• [INSTRUCTIONS FOR THE TASK]:
State how many lines in the entries below include the string "parameters", and give nothing beyond that number.

• [SOURCE RECORDS]:
_ _ _ _

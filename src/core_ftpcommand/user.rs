use log::{info, warn};
use tokio::net::tcp::OwnedWriteHalf;

use crate::core_auth::UserStore;
use crate::core_reply::send_response;
use crate::session::{AuthState, Session};

/// Handles the USER FTP command.
///
/// A known username moves the session to the password step. An unknown one
/// drops any half-finished login; an already authenticated session is left
/// as it was.
pub async fn handle_user_command(
    writer: &mut OwnedWriteHalf,
    store: &UserStore,
    session: &mut Session,
    arg: String,
) -> Result<(), std::io::Error> {
    let username = arg.trim();

    if !username.is_empty() && store.lookup(username).is_some() {
        info!("Username accepted: {}", username);
        session.auth_state = AuthState::UserNamed(username.to_string());
        send_response(writer, b"331 Username OK, need password.\r\n").await
    } else {
        warn!("Unknown username: {:?}", username);
        if matches!(session.auth_state, AuthState::UserNamed(_)) {
            session.auth_state = AuthState::Unauth;
        }
        send_response(writer, b"530 Not logged in.\r\n").await
    }
}
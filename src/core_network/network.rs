use anyhow::Result;
use log::debug;
use std::path::PathBuf;
use std::sync::Arc;
use tokio::io::{AsyncBufReadExt, BufReader};
use tokio::net::TcpStream;

use crate::config::Config;
use crate::core_auth::UserStore;
use crate::core_ftpcommand::handlers::{dispatch_command, SessionControl};
use crate::core_reply::send_response;
use crate::session::Session;

/// Services one control connection until the peer disconnects or QUITs.
///
/// The task owns the session and both halves of the socket; replies are only
/// ever written here or further down the same call stack, which keeps them
/// in command order. Returning an error drops the connection and with it the
/// session state.
pub async fn handle_connection(
    socket: TcpStream,
    config: Arc<Config>,
    store: Arc<UserStore>,
    server_root: PathBuf,
) -> Result<()> {
    let peer_addr = socket.peer_addr()?;
    let (read_half, mut writer) = socket.into_split();

    send_response(&mut writer, b"220 Service ready for new user.\r\n").await?;

    let mut session = Session::new(server_root);
    let mut reader = BufReader::new(read_half);
    let mut buffer = String::new();

    loop {
        buffer.clear();
        let n = reader.read_line(&mut buffer).await?;
        if n == 0 {
            debug!("Control connection closed by {}", peer_addr);
            break;
        }

        let line = buffer.trim_end_matches(['\r', '\n']);
        debug!("{} -> {:?}", peer_addr, line);

        match dispatch_command(line, &mut writer, &config, &store, &mut session).await? {
            SessionControl::Quit => break,
            SessionControl::Continue => {}
        }
    }

    Ok(())
}
use std::path::{Path, PathBuf};
use tokio::fs::{self, File, ReadDir};
use tokio::io::{AsyncReadExt, AsyncWriteExt};
use tokio::net::TcpStream;
use tokio::task::JoinHandle;

use crate::constants::STOR_TEMP_PREFIX;

/// Streams the short-format directory listing over the data connection, one
/// `name\r\n` line per entry. Dot-prefixed entries are skipped.
pub fn spawn_list_worker(
    mut data: TcpStream,
    mut entries: ReadDir,
) -> JoinHandle<Result<(), std::io::Error>> {
    tokio::spawn(async move {
        while let Some(entry) = entries.next_entry().await? {
            let name = entry.file_name();
            let name = name.to_string_lossy();
            if name.starts_with('.') {
                continue;
            }
            data.write_all(format!("{}\r\n", name).as_bytes()).await?;
        }
        data.shutdown().await
    })
}

/// Streams an already opened file over the data connection in buffered
/// chunks. The transfer ends when the file does; the close signals EOF to
/// the peer.
pub fn spawn_retr_worker(
    mut data: TcpStream,
    mut file: File,
    buffer_size: usize,
) -> JoinHandle<Result<(), std::io::Error>> {
    tokio::spawn(async move {
        let mut buffer = vec![0; buffer_size];
        loop {
            let bytes_read = file.read(&mut buffer).await?;
            if bytes_read == 0 {
                break;
            }
            data.write_all(&buffer[..bytes_read]).await?;
        }
        data.shutdown().await
    })
}

/// Receives the data stream into a staging file and renames it onto the
/// destination on clean EOF. The rename is the commit point: a reader never
/// observes a partial file under the final name. Any failure removes the
/// staging file.
pub fn spawn_stor_worker(
    mut data: TcpStream,
    temp_path: PathBuf,
    final_path: PathBuf,
    buffer_size: usize,
) -> JoinHandle<Result<(), std::io::Error>> {
    tokio::spawn(async move {
        let result = receive_and_commit(&mut data, &temp_path, &final_path, buffer_size).await;
        if result.is_err() {
            let _ = fs::remove_file(&temp_path).await;
        }
        result
    })
}

async fn receive_and_commit(
    data: &mut TcpStream,
    temp_path: &Path,
    final_path: &Path,
    buffer_size: usize,
) -> Result<(), std::io::Error> {
    let mut file = File::create(temp_path).await?;
    let mut buffer = vec![0; buffer_size];
    loop {
        let bytes_read = data.read(&mut buffer).await?;
        if bytes_read == 0 {
            break;
        }
        file.write_all(&buffer[..bytes_read]).await?;
    }
    file.flush().await?;
    drop(file);
    fs::rename(temp_path, final_path).await
}

/// Staging path for a STOR into `dir`: `tmp_<unix-seconds>_<name>`.
pub fn stor_temp_path(dir: &Path, name: &str, unix_seconds: i64) -> PathBuf {
    dir.join(format!("{}{}_{}", STOR_TEMP_PREFIX, unix_seconds, name))
}
use tokio::net::tcp::OwnedWriteHalf;

use crate::core_reply::{format_reply, send_response};
use crate::session::Session;

/// Handles the PWD FTP command. The reported path is relative to the server
/// root, so clients see `/<username>/...` and never the real filesystem.
pub async fn handle_pwd_command(
    writer: &mut OwnedWriteHalf,
    session: &mut Session,
) -> Result<(), std::io::Error> {
    let reply = format_reply(257, &format!("{}/", session.display_path()));
    send_response(writer, reply.as_bytes()).await
}
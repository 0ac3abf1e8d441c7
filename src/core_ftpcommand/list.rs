use log::{error, info};
use tokio::net::tcp::OwnedWriteHalf;

use crate::config::Config;
use crate::core_network::broker;
use crate::core_reply::send_response;
use crate::core_transfer::{self, engine};
use crate::session::Session;

/// Handles the LIST FTP command.
///
/// Sends the names in the current directory over a fresh active-mode data
/// connection, one per line. The pending data endpoint is consumed by this
/// attempt whether or not it succeeds.
pub async fn handle_list_command(
    writer: &mut OwnedWriteHalf,
    config: &Config,
    session: &mut Session,
) -> Result<(), std::io::Error> {
    let Some(endpoint) = session.pending_data_endpoint.take() else {
        return send_response(writer, b"425 Can't open data connection.\r\n").await;
    };

    // Readability check up front, while a 550 is still allowed.
    let entries = match tokio::fs::read_dir(&session.current_dir).await {
        Ok(entries) => entries,
        Err(e) => {
            error!("Failed to read directory {:?}: {}", session.current_dir, e);
            return send_response(writer, b"550 Failed to list directory.\r\n").await;
        }
    };

    send_response(
        writer,
        b"150 File status okay; about to open data connection.\r\n",
    )
    .await?;

    let data_stream = match broker::open_data_connection(config.server.data_source_port, endpoint)
        .await
    {
        Ok(stream) => stream,
        Err(e) => {
            error!("Data connection to {}:{} failed: {}", endpoint.0, endpoint.1, e);
            return send_response(
                writer,
                b"451 Requested action aborted: local error in processing.\r\n",
            )
            .await;
        }
    };

    info!("Listing directory {:?}", session.current_dir);
    let worker = engine::spawn_list_worker(data_stream, entries);
    let reply = core_transfer::final_reply(worker).await;
    send_response(writer, reply).await
}
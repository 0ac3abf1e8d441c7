use log::{info, warn};
use std::net::Ipv4Addr;
use tokio::net::tcp::OwnedWriteHalf;

use crate::core_reply::send_response;
use crate::session::Session;

/// Handles the PORT (Active Mode) FTP command.
///
/// The client announces the endpoint it listens on for the next data
/// connection as six decimal octets `h1,h2,h3,h4,p1,p2`. The endpoint is only
/// recorded here; the connection itself is made when a data-bearing command
/// arrives.
pub async fn handle_port_command(
    writer: &mut OwnedWriteHalf,
    session: &mut Session,
    arg: String,
) -> Result<(), std::io::Error> {
    match parse_port_argument(&arg) {
        Some((ip, port)) => {
            info!("PORT set data endpoint to {}:{}", ip, port);
            session.pending_data_endpoint = Some((ip, port));
            send_response(writer, b"200 PORT command successful.\r\n").await
        }
        None => {
            warn!("Malformed PORT argument: {:?}", arg);
            send_response(writer, b"501 Syntax error in parameters or arguments.\r\n").await
        }
    }
}

/// Parses `h1,h2,h3,h4,p1,p2` into an IPv4 address and a port. Each field
/// must be a decimal integer in 0..=255; the port is `p1 * 256 + p2`.
pub fn parse_port_argument(arg: &str) -> Option<(Ipv4Addr, u16)> {
    let fields: Vec<&str> = arg.split(',').collect();
    if fields.len() != 6 {
        return None;
    }
    let mut octets = [0u8; 6];
    for (slot, field) in octets.iter_mut().zip(&fields) {
        *slot = field.trim().parse::<u8>().ok()?;
    }
    let ip = Ipv4Addr::new(octets[0], octets[1], octets[2], octets[3]);
    let port = u16::from(octets[4]) << 8 | u16::from(octets[5]);
    Some((ip, port))
}
use log::{info, warn};
use tokio::fs;
use tokio::net::tcp::OwnedWriteHalf;

use crate::core_reply::{format_reply, send_response};
use crate::core_sandbox;
use crate::session::Session;

/// Handles the RMD (Remove Directory) FTP command. The directory must exist
/// inside the jail and be empty.
pub async fn handle_rmd_command(
    writer: &mut OwnedWriteHalf,
    session: &mut Session,
    arg: String,
) -> Result<(), std::io::Error> {
    if arg.is_empty() {
        return send_response(writer, b"501 Syntax error in parameters or arguments.\r\n").await;
    }

    let dir_path =
        match core_sandbox::resolve_existing(&session.root_dir, &session.current_dir, &arg) {
            Ok(path) => path,
            Err(e) => {
                warn!("RMD rejected: {}", e);
                return send_response(writer, e.to_ftp_reply()).await;
            }
        };

    if !dir_path.is_dir() {
        return send_response(writer, b"550 Directory not found.\r\n").await;
    }

    // Refuse to delete the jail itself.
    if dir_path == session.root_dir {
        return send_response(writer, b"550 Failed to remove directory.\r\n").await;
    }

    match fs::remove_dir(&dir_path).await {
        Ok(()) => {
            info!("Removed directory {:?}", dir_path);
            if session.current_dir.starts_with(&dir_path) {
                session.current_dir = session.root_dir.clone();
            }
            let reply = format_reply(250, &format!("\"{}\" directory removed.", arg));
            send_response(writer, reply.as_bytes()).await
        }
        Err(e) => {
            warn!("Failed to remove directory {:?}: {}", dir_path, e);
            send_response(
                writer,
                b"550 Failed to remove directory. Make sure it is empty.\r\n",
            )
            .await
        }
    }
}
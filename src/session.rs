use std::net::Ipv4Addr;
use std::path::PathBuf;

/// Authentication progress of one control connection.
#[derive(Debug, Clone, PartialEq, Eq)]
pub enum AuthState {
    Unauth,
    UserNamed(String),
    Authenticated(String),
}

/// Per-connection state, owned exclusively by the connection task.
///
/// Transfer workers never see a `Session`; they get owned snapshots of the
/// paths and the data stream instead.
#[derive(Debug)]
pub struct Session {
    pub auth_state: AuthState,
    /// Parent directory of all user jails, canonical. Fixed for the server.
    pub server_root: PathBuf,
    /// The session jail, canonical. Equals `server_root` until login, then
    /// `<server_root>/<username>` and immutable for the rest of the session.
    pub root_dir: PathBuf,
    /// Invariant: equals `root_dir` or a descendant of it.
    pub current_dir: PathBuf,
    /// Set by PORT, consumed by the next LIST/RETR/STOR attempt.
    pub pending_data_endpoint: Option<(Ipv4Addr, u16)>,
    /// Set by RNFR, consumed by the immediately following command.
    pub pending_rename_src: Option<PathBuf>,
}

impl Session {
    pub fn new(server_root: PathBuf) -> Self {
        Self {
            auth_state: AuthState::Unauth,
            root_dir: server_root.clone(),
            current_dir: server_root.clone(),
            server_root,
            pending_data_endpoint: None,
            pending_rename_src: None,
        }
    }

    pub fn is_authenticated(&self) -> bool {
        matches!(self.auth_state, AuthState::Authenticated(_))
    }

    pub fn username(&self) -> Option<&str> {
        match &self.auth_state {
            AuthState::UserNamed(name) | AuthState::Authenticated(name) => Some(name),
            AuthState::Unauth => None,
        }
    }

    /// Root-relative view of `current_dir`, rooted at `/<username>`.
    /// Used by the PWD and CWD replies.
    pub fn display_path(&self) -> String {
        let username = self.username().unwrap_or_default();
        match self.current_dir.strip_prefix(&self.root_dir) {
            Ok(rest) if rest.as_os_str().is_empty() => format!("/{}", username),
            Ok(rest) => format!("/{}/{}", username, rest.display()),
            Err(_) => format!("/{}", username),
        }
    }
}
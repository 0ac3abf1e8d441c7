use tokio::io::{AsyncWrite, AsyncWriteExt};

/// Formats a single-line control reply: three-digit code, space, text, CRLF.
pub fn format_reply(code: u16, text: &str) -> String {
    format!("{:03} {}\r\n", code, text)
}

/// Sends a reply on the control channel. A write error here is fatal to the
/// session; callers propagate it and the connection task tears down.
pub async fn send_response<W>(writer: &mut W, message: &[u8]) -> Result<(), std::io::Error>
where
    W: AsyncWrite + Unpin,
{
    writer.write_all(message).await?;
    writer.flush().await
}
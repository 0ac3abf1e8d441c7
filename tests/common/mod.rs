#![allow(dead_code)]

use std::net::SocketAddr;
use std::path::{Path, PathBuf};
use tokio::io::{AsyncBufReadExt, AsyncWriteExt, BufReader};
use tokio::net::tcp::{OwnedReadHalf, OwnedWriteHalf};
use tokio::net::{TcpListener, TcpStream};

use rustftpd::config::Config;
use rustftpd::core_auth::UserStore;
use rustftpd::server::FtpServer;

pub const USERS: &str = "alice,wonderland\nbob,builder\n";

pub struct TestServer {
    pub addr: SocketAddr,
    pub root: PathBuf,
    _tmp: tempfile::TempDir,
}

pub async fn start_server() -> TestServer {
    start_server_with(|_| {}).await
}

/// Boots a server in a fresh tempdir on ephemeral ports. The data source
/// port is 0 so the tests neither need root nor fight over port 20.
pub async fn start_server_with(tweak: impl FnOnce(&mut Config)) -> TestServer {
    let tmp = tempfile::tempdir().expect("tempdir");
    let users_file = tmp.path().join("users.csv");
    std::fs::write(&users_file, USERS).unwrap();

    let mut config = Config::default();
    config.server.listen_port = 0;
    config.server.data_source_port = 0;
    config.server.server_root = tmp.path().display().to_string();
    config.server.users_file = users_file.display().to_string();
    tweak(&mut config);

    let store = UserStore::load(Path::new(&config.server.users_file)).unwrap();
    let server = FtpServer::bind(config, store).await.unwrap();
    let addr = server.local_addr().unwrap();
    let root = tmp.path().canonicalize().unwrap();
    tokio::spawn(server.serve());

    TestServer {
        addr,
        root,
        _tmp: tmp,
    }
}

pub struct Client {
    reader: BufReader<OwnedReadHalf>,
    writer: OwnedWriteHalf,
}

impl Client {
    pub async fn connect(addr: SocketAddr) -> Self {
        let stream = TcpStream::connect(addr).await.unwrap();
        let (read_half, writer) = stream.into_split();
        Self {
            reader: BufReader::new(read_half),
            writer,
        }
    }

    /// Connects and consumes the 220 greeting.
    pub async fn connect_ready(addr: SocketAddr) -> Self {
        let mut client = Self::connect(addr).await;
        assert_eq!(client.read_reply().await, "220 Service ready for new user.\r\n");
        client
    }

    pub async fn send(&mut self, line: &str) {
        self.writer
            .write_all(format!("{}\r\n", line).as_bytes())
            .await
            .unwrap();
    }

    /// Reads one reply line. An empty string means the server closed the
    /// control connection.
    pub async fn read_reply(&mut self) -> String {
        let mut line = String::new();
        self.reader.read_line(&mut line).await.unwrap();
        line
    }

    pub async fn cmd(&mut self, line: &str) -> String {
        self.send(line).await;
        self.read_reply().await
    }

    pub async fn login(&mut self, user: &str, pass: &str) {
        assert_eq!(
            self.cmd(&format!("USER {}", user)).await,
            "331 Username OK, need password.\r\n"
        );
        assert_eq!(
            self.cmd(&format!("PASS {}", pass)).await,
            "230 User logged in, proceed.\r\n"
        );
    }

    /// Binds a listener for the next data connection and announces it with
    /// PORT, asserting the 200.
    pub async fn declare_data_port(&mut self) -> TcpListener {
        let listener = TcpListener::bind("127.0.0.1:0").await.unwrap();
        let port = listener.local_addr().unwrap().port();
        let reply = self
            .cmd(&format!("PORT 127,0,0,1,{},{}", port >> 8, port & 0xff))
            .await;
        assert_eq!(reply, "200 PORT command successful.\r\n");
        listener
    }
}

_ _ _ _

• [EXPECTED ANSWER]:
2